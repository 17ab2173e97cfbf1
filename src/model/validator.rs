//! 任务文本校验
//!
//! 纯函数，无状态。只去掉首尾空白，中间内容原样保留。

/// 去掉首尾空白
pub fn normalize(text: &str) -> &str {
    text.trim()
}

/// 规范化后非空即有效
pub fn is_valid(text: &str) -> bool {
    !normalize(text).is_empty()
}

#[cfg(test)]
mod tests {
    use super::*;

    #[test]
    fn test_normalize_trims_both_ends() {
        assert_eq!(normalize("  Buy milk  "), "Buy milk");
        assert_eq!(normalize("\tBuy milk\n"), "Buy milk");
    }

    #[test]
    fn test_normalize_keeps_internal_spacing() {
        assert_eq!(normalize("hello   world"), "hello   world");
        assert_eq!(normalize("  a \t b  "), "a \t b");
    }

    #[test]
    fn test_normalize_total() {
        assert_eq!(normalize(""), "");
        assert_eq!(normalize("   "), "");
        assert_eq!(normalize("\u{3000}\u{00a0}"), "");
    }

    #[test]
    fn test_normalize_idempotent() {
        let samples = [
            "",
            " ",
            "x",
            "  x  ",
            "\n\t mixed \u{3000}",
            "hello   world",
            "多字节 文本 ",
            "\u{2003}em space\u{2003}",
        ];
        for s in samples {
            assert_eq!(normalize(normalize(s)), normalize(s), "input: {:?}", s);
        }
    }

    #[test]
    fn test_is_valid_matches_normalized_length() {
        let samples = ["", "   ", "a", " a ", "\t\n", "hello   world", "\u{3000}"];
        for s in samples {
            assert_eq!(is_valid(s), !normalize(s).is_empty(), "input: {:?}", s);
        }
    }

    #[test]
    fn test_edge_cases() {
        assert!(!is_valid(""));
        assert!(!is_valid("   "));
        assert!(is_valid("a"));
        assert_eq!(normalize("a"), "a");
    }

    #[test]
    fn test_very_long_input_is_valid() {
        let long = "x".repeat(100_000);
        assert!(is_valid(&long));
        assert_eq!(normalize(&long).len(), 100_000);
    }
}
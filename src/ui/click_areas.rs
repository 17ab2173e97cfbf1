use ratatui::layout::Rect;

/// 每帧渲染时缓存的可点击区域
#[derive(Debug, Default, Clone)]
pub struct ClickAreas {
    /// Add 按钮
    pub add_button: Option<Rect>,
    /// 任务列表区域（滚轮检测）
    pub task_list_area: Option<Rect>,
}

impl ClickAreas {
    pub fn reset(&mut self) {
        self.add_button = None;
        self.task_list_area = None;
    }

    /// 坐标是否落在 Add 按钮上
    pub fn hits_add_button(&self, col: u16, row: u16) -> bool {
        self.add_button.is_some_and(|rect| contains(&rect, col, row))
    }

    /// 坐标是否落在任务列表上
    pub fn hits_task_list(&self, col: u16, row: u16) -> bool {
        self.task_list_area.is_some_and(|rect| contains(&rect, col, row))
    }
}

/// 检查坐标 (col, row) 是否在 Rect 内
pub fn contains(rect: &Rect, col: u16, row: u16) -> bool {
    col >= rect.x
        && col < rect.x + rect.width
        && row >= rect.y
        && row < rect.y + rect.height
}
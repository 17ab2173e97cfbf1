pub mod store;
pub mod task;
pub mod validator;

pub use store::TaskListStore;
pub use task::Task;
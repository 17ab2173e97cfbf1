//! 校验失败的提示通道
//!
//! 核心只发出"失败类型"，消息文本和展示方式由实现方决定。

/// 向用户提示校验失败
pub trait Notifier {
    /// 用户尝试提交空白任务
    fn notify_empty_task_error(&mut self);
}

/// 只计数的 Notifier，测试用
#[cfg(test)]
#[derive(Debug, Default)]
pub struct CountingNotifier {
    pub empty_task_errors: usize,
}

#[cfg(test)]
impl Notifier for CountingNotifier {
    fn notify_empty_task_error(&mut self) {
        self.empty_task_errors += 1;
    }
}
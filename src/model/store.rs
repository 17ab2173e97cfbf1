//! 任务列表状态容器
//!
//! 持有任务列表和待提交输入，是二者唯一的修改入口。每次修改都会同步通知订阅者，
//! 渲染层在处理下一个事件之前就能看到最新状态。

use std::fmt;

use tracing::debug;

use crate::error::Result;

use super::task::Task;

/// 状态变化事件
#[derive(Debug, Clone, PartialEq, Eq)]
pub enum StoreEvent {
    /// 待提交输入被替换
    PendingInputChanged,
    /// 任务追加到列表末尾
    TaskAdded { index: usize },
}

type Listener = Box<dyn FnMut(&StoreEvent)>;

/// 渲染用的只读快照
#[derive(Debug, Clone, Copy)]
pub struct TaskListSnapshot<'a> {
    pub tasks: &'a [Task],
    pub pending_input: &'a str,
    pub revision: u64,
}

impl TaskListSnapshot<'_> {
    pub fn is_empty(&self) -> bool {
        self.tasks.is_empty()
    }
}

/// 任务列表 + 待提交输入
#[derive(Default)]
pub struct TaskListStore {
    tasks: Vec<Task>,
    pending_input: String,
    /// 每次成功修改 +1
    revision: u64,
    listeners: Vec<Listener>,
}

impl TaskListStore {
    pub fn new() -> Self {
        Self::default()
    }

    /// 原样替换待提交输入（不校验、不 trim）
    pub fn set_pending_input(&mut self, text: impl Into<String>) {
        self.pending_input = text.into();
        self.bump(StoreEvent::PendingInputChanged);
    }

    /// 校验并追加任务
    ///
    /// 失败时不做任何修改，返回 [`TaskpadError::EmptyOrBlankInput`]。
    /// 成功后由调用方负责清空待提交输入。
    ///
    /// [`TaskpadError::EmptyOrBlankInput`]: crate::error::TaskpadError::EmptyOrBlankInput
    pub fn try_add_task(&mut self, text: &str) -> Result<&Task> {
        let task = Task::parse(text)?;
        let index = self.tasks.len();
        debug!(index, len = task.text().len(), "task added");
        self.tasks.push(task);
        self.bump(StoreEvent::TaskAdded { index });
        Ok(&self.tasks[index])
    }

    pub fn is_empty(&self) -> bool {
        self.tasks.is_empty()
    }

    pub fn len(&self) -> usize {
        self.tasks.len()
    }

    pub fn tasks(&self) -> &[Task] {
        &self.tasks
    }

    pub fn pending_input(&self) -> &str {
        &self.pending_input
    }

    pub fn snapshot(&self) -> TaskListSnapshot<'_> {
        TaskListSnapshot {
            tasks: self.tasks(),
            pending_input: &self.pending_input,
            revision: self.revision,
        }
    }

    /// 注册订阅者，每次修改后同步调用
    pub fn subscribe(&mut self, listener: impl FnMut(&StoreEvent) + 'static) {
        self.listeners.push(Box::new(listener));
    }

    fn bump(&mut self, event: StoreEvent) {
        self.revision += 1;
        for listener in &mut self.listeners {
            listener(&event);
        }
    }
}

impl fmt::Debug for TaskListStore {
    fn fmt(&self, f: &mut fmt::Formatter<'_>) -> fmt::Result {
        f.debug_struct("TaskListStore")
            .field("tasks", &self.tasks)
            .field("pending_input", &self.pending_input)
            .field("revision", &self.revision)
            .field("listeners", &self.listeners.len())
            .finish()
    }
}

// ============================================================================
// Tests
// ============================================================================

**********

_BRIEF:_ Scan the listing and copy every line where the string "validator" shows up.

_EXPECTED ANSWER:_
filename src/model/validator.rs
pub mod validator;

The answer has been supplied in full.